* **YOUR ASSIGNMENT**:
Nothing in the records may be dropped or altered when you repeat them.

* **DATA**:
*** Begin section ***

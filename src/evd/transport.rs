//! Request transports for [`super::EvdClient`]
//!
//! [`LocalTransport`] frames every request and hands it to an in-process
//! [`EvdService`], so it exercises the same encoding as the network path.
//! [`HttpTransport`] posts the frames to an `evd-server`.

use std::sync::Arc;

use crate::error::Result;

use super::protocol::{decode_message, encode_message, Reply, Request};
use super::service::EvdService;

/// Carries one request to the service and brings back its reply.
pub trait Transport: Send + Sync {
    /// Sends `request`, returning the reply with errors already unpacked
    fn round_trip(&self, request: &Request) -> Result<Reply>;
}

/// Transport to a service in the same process
#[derive(Clone)]
pub struct LocalTransport {
    service: Arc<EvdService>,
}

impl LocalTransport {
    /// Sends every request straight to `service`
    pub fn new(service: Arc<EvdService>) -> Self {
        Self { service }
    }

    /// The service behind this transport
    pub fn service(&self) -> &Arc<EvdService> {
        &self.service
    }
}

impl Transport for LocalTransport {
    fn round_trip(&self, request: &Request) -> Result<Reply> {
        let degree = self.service.params().degree;
        let frame = encode_message(request, degree)?;
        let reply = self.service.handle_bytes(&frame);
        decode_message::<Reply>(&reply, degree)?.into_result()
    }
}

#[cfg(feature = "server")]
pub use http::HttpTransport;

#[cfg(feature = "server")]
mod http {
    use std::time::Duration;

    use reqwest::blocking::Client;

    use super::*;
    use crate::error::network_err;

    /// Blocking HTTP transport to an `evd-server`.
    ///
    /// Must not be used from inside an async runtime.
    pub struct HttpTransport {
        base_url: String,
        degree: usize,
        client: Client,
    }

    impl HttpTransport {
        /// Connects lazily to `base_url`, e.g. `http://127.0.0.1:3000`
        pub fn new(base_url: impl Into<String>, degree: usize, timeout: Duration) -> Result<Self> {
            let client = Client::builder()
                .timeout(timeout)
                .build()
                .map_err(|e| network_err!("failed to build HTTP client: {}", e))?;
            Ok(Self {
                base_url: base_url.into().trim_end_matches('/').to_string(),
                degree,
                client,
            })
        }

        fn route(request: &Request) -> (reqwest::Method, String) {
            let path = match request {
                Request::Setup { .. } => "/collections/setup".to_string(),
                Request::DropCollection { name } => {
                    return (reqwest::Method::DELETE, format!("/collections/{}", name));
                }
                Request::Insert { .. } => "/collections/insert".to_string(),
                Request::Query { .. } => "/collections/query".to_string(),
                Request::QueryPlain { .. } => "/collections/query_ptxt".to_string(),
                Request::Retrieve { .. } => "/collections/retrieve".to_string(),
                Request::PirRetrieve { .. } => "/collections/pir_retrieve".to_string(),
                Request::Terminate => "/terminate".to_string(),
            };
            (reqwest::Method::POST, path)
        }
    }

    impl Transport for HttpTransport {
        fn round_trip(&self, request: &Request) -> Result<Reply> {
            let (method, path) = Self::route(request);
            let frame = encode_message(request, self.degree)?;
            let response = self
                .client
                .request(method, format!("{}{}", self.base_url, path))
                .header("content-type", "application/octet-stream")
                .body(frame)
                .send()
                .map_err(|e| network_err!("request to {} failed: {}", path, e))?;
            let status = response.status();
            let bytes = response
                .bytes()
                .map_err(|e| network_err!("reading reply from {} failed: {}", path, e))?;
            match decode_message::<Reply>(&bytes, self.degree) {
                Ok(reply) => reply.into_result(),
                Err(_) if !status.is_success() => {
                    Err(network_err!("{} answered with status {}", path, status))
                }
                Err(err) => Err(err),
            }
        }
    }
}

*** End section ***

* **SOLUTION TO THE PROBLEM**:
filename src/evd/transport.rs
//! Request transports for [`super::EvdClient`]
//!
//! [`LocalTransport`] frames every request and hands it to an in-process
//! [`EvdService`], so it exercises the same encoding as the network path.
//! [`HttpTransport`] posts the frames to an `evd-server`.

use std::sync::Arc;

use crate::error::Result;

use super::protocol::{decode_message, encode_message, Reply, Request};
use super::service::EvdService;

/// Carries one request to the service and brings back its reply.
pub trait Transport: Send + Sync {
    /// Sends `request`, returning the reply with errors already unpacked
    fn round_trip(&self, request: &Request) -> Result<Reply>;
}

/// Transport to a service in the same process
#[derive(Clone)]
pub struct LocalTransport {
    service: Arc<EvdService>,
}

impl LocalTransport {
    /// Sends every request straight to `service`
    pub fn new(service: Arc<EvdService>) -> Self {
        Self { service }
    }

    /// The service behind this transport
    pub fn service(&self) -> &Arc<EvdService> {
        &self.service
    }
}

impl Transport for LocalTransport {
    fn round_trip(&self, request: &Request) -> Result<Reply> {
        let degree = self.service.params().degree;
        let frame = encode_message(request, degree)?;
        let reply = self.service.handle_bytes(&frame);
        decode_message::<Reply>(&reply, degree)?.into_result()
    }
}

#[cfg(feature = "server")]
pub use http::HttpTransport;

#[cfg(feature = "server")]
mod http {
    use std::time::Duration;

    use reqwest::blocking::Client;

    use super::*;
    use crate::error::network_err;

    /// Blocking HTTP transport to an `evd-server`.
    ///
    /// Must not be used from inside an async runtime.
    pub struct HttpTransport {
        base_url: String,
        degree: usize,
        client: Client,
    }

    impl HttpTransport {
        /// Connects lazily to `base_url`, e.g. `http://127.0.0.1:3000`
        pub fn new(base_url: impl Into<String>, degree: usize, timeout: Duration) -> Result<Self> {
            let client = Client::builder()
                .timeout(timeout)
                .build()
                .map_err(|e| network_err!("failed to build HTTP client: {}", e))?;
            Ok(Self {
                base_url: base_url.into().trim_end_matches('/').to_string(),
                degree,
                client,
            })
        }

        fn route(request: &Request) -> (reqwest::Method, String) {
            let path = match request {
                Request::Setup { .. } => "/collections/setup".to_string(),
                Request::DropCollection { name } => {
                    return (reqwest::Method::DELETE, format!("/collections/{}", name));
                }
                Request::Insert { .. } => "/collections/insert".to_string(),
                Request::Query { .. } => "/collections/query".to_string(),
                Request::QueryPlain { .. } => "/collections/query_ptxt".to_string(),
                Request::Retrieve { .. } => "/collections/retrieve".to_string(),
                Request::PirRetrieve { .. } => "/collections/pir_retrieve".to_string(),
                Request::Terminate => "/terminate".to_string(),
            };
            (reqwest::Method::POST, path)
        }
    }

    impl Transport for HttpTransport {
        fn round_trip(&self, request: &Request) -> Result<Reply> {
            let (method, path) = Self::route(request);
            let frame = encode_message(request, self.degree)?;
            let response = self
                .client
                .request(method, format!("{}{}", self.base_url, path))
                .header("content-type", "application/octet-stream")
                .body(frame)
                .send()
                .map_err(|e| network_err!("request to {} failed: {}", path, e))?;
            let status = response.status();
            let bytes = response
                .bytes()
                .map_err(|e| network_err!("reading reply from {} failed: {}", path, e))?;
            match decode_message::<Reply>(&bytes, self.degree) {
                Ok(reply) => reply.into_result(),
                Err(_) if !status.is_success() => {
                    Err(network_err!("{} answered with status {}", path, status))
                }
                Err(err) => Err(err),
            }
        }
    }
}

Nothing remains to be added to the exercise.